**Supplied material:**
※ ※ ※
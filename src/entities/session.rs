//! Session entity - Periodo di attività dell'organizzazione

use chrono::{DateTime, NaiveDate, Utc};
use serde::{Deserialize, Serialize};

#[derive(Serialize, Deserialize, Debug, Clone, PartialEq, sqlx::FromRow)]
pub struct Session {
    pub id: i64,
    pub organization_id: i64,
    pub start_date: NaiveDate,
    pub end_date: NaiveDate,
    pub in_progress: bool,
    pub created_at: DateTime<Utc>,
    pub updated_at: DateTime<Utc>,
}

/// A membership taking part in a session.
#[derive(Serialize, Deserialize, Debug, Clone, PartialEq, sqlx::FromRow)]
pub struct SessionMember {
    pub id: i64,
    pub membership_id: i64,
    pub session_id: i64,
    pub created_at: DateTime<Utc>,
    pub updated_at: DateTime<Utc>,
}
※ ※ ※
**Action item:**
Some lines contain the word "NaiveDate". Pull each one out of the listing.

**Output of the task:**
use chrono::{DateTime, NaiveDate, Utc};
    pub start_date: NaiveDate,
    pub end_date: NaiveDate,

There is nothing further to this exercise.